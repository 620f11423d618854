//! # 执行上下文与睡眠 / 唤醒接口
//!
//! ## Overview
//! 同步原语看到的“线程”只有两样东西：
//! - `ThreadId`：用于记录锁的持有者、排入条件变量的等待队列
//! - `WaitChannel`：睡眠与唤醒时使用的等待键
//!
//! 本模块把 `hal::Platform` 的调度相关接口包装成自由函数，
//! 其中 `sleep_on` 要求调用者出示一个 `IntrGuard`，
//! 以类型的方式保证“只能在屏蔽中断期间睡眠”。

use core::fmt;
use core::sync::atomic::{AtomicUsize, Ordering};

use log::debug;

use crate::hal::{platform, IntrGuard};

/// 执行上下文的标识，在该上下文存活期间保持不变
#[derive(Debug, Clone, Copy, PartialEq, Eq, PartialOrd, Ord, Hash)]
pub struct ThreadId(usize);

impl ThreadId {
    pub const fn new(raw: usize) -> Self {
        Self(raw)
    }

    pub const fn as_usize(self) -> usize {
        self.0
    }
}

impl fmt::Display for ThreadId {
    fn fmt(&self, f: &mut fmt::Formatter<'_>) -> fmt::Result {
        write!(f, "T{}", self.0)
    }
}

/// 睡眠 / 唤醒使用的等待键
#[derive(Debug, Clone, Copy, PartialEq, Eq, Hash)]
pub enum WaitChannel {
    /// 某个同步对象
    Object(usize),
    /// 某个特定线程，用于定向唤醒
    Thread(ThreadId),
}

static NEXT_OBJECT_ID: AtomicUsize = AtomicUsize::new(1);

/// 为新建的同步对象分配一个独占的等待通道
pub fn alloc_channel() -> WaitChannel {
    WaitChannel::Object(NEXT_OBJECT_ID.fetch_add(1, Ordering::Relaxed))
}

pub fn current_thread() -> ThreadId {
    platform().current_thread()
}

pub fn in_interrupt() -> bool {
    platform().in_interrupt()
}

/// 在 `chan` 上睡眠
///
/// ## Behavior
/// - 挂起期间中断屏蔽被原子地放弃，返回时已重新屏蔽
/// - 被唤醒只是一个提示，调用者必须重新检查自己等待的条件
pub fn sleep_on(_intr: &IntrGuard, chan: WaitChannel) {
    platform().sleep_on(chan);
}

/// 唤醒所有睡眠在 `chan` 上的上下文
pub fn wakeup_all(chan: WaitChannel) {
    debug!("wakeup all on {:?}", chan);
    platform().wake_all(chan);
}

/// 定向唤醒某个线程
///
/// 每个线程只会睡眠在自己的 `WaitChannel::Thread` 上，
/// 因此这里最多唤醒一个上下文。
pub fn wakeup_thread(tid: ThreadId) {
    debug!("wakeup {}", tid);
    platform().wake_one(WaitChannel::Thread(tid));
}

pub fn has_sleepers(chan: WaitChannel) -> bool {
    platform().has_sleepers(chan)
}

#[cfg(test)]
mod tests {
    use super::*;

    #[test]
    fn test_channels_are_unique() {
        let a = alloc_channel();
        let b = alloc_channel();
        assert_ne!(a, b);
        assert_ne!(a, WaitChannel::Thread(ThreadId::new(1)));
    }

    #[test]
    fn test_wakeups_are_logged_at_debug() {
        crate::testutil::init();
        let _ = crate::console::init();
        let tid = ThreadId::new(usize::MAX - 7);
        let chan = alloc_channel();
        crate::testutil::wait_until(|| {
            log::set_max_level(log::LevelFilter::Debug);
            {
                let _intr = IntrGuard::new();
                wakeup_thread(tid);
                wakeup_all(chan);
            }
            let out = crate::testutil::console_output();
            out.contains("[DEBUG]")
                && out.contains(&alloc::format!("wakeup {}", tid))
                && out.contains(&alloc::format!("wakeup all on {:?}", chan))
        });
    }

    #[test]
    fn test_thread_id_display() {
        assert_eq!(alloc::format!("{}", ThreadId::new(7)), "T7");
    }
}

> Exercise brief:
All of the data above needs to be transcribed verbatim.

> Solution to this problem:
repository 620f11423d618854
//! # 执行上下文与睡眠 / 唤醒接口
//!
//! ## Overview
//! 同步原语看到的“线程”只有两样东西：
//! - `ThreadId`：用于记录锁的持有者、排入条件变量的等待队列
//! - `WaitChannel`：睡眠与唤醒时使用的等待键
//!
//! 本模块把 `hal::Platform` 的调度相关接口包装成自由函数，
//! 其中 `sleep_on` 要求调用者出示一个 `IntrGuard`，
//! 以类型的方式保证“只能在屏蔽中断期间睡眠”。

use core::fmt;
use core::sync::atomic::{AtomicUsize, Ordering};

use log::debug;

use crate::hal::{platform, IntrGuard};

/// 执行上下文的标识，在该上下文存活期间保持不变
#[derive(Debug, Clone, Copy, PartialEq, Eq, PartialOrd, Ord, Hash)]
pub struct ThreadId(usize);

impl ThreadId {
    pub const fn new(raw: usize) -> Self {
        Self(raw)
    }

    pub const fn as_usize(self) -> usize {
        self.0
    }
}

impl fmt::Display for ThreadId {
    fn fmt(&self, f: &mut fmt::Formatter<'_>) -> fmt::Result {
        write!(f, "T{}", self.0)
    }
}

/// 睡眠 / 唤醒使用的等待键
#[derive(Debug, Clone, Copy, PartialEq, Eq, Hash)]
pub enum WaitChannel {
    /// 某个同步对象
    Object(usize),
    /// 某个特定线程，用于定向唤醒
    Thread(ThreadId),
}

static NEXT_OBJECT_ID: AtomicUsize = AtomicUsize::new(1);

/// 为新建的同步对象分配一个独占的等待通道
pub fn alloc_channel() -> WaitChannel {
    WaitChannel::Object(NEXT_OBJECT_ID.fetch_add(1, Ordering::Relaxed))
}

pub fn current_thread() -> ThreadId {
    platform().current_thread()
}

pub fn in_interrupt() -> bool {
    platform().in_interrupt()
}

/// 在 `chan` 上睡眠
///
/// ## Behavior
/// - 挂起期间中断屏蔽被原子地放弃，返回时已重新屏蔽
/// - 被唤醒只是一个提示，调用者必须重新检查自己等待的条件
pub fn sleep_on(_intr: &IntrGuard, chan: WaitChannel) {
    platform().sleep_on(chan);
}

/// 唤醒所有睡眠在 `chan` 上的上下文
pub fn wakeup_all(chan: WaitChannel) {
    debug!("wakeup all on {:?}", chan);
    platform().wake_all(chan);
}

/// 定向唤醒某个线程
///
/// 每个线程只会睡眠在自己的 `WaitChannel::Thread` 上，
/// 因此这里最多唤醒一个上下文。
pub fn wakeup_thread(tid: ThreadId) {
    debug!("wakeup {}", tid);
    platform().wake_one(WaitChannel::Thread(tid));
}

pub fn has_sleepers(chan: WaitChannel) -> bool {
    platform().has_sleepers(chan)
}

#[cfg(test)]
mod tests {
    use super::*;

    #[test]
    fn test_channels_are_unique() {
        let a = alloc_channel();
        let b = alloc_channel();
        assert_ne!(a, b);
        assert_ne!(a, WaitChannel::Thread(ThreadId::new(1)));
    }

    #[test]
    fn test_wakeups_are_logged_at_debug() {
        crate::testutil::init();
        let _ = crate::console::init();
        let tid = ThreadId::new(usize::MAX - 7);
        let chan = alloc_channel();
        crate::testutil::wait_until(|| {
            log::set_max_level(log::LevelFilter::Debug);
            {
                let _intr = IntrGuard::new();
                wakeup_thread(tid);
                wakeup_all(chan);
            }
            let out = crate::testutil::console_output();
            out.contains("[DEBUG]")
                && out.contains(&alloc::format!("wakeup {}", tid))
                && out.contains(&alloc::format!("wakeup all on {:?}", chan))
        });
    }

    #[test]
    fn test_thread_id_display() {
        assert_eq!(alloc::format!("{}", ThreadId::new(7)), "T7");
    }
}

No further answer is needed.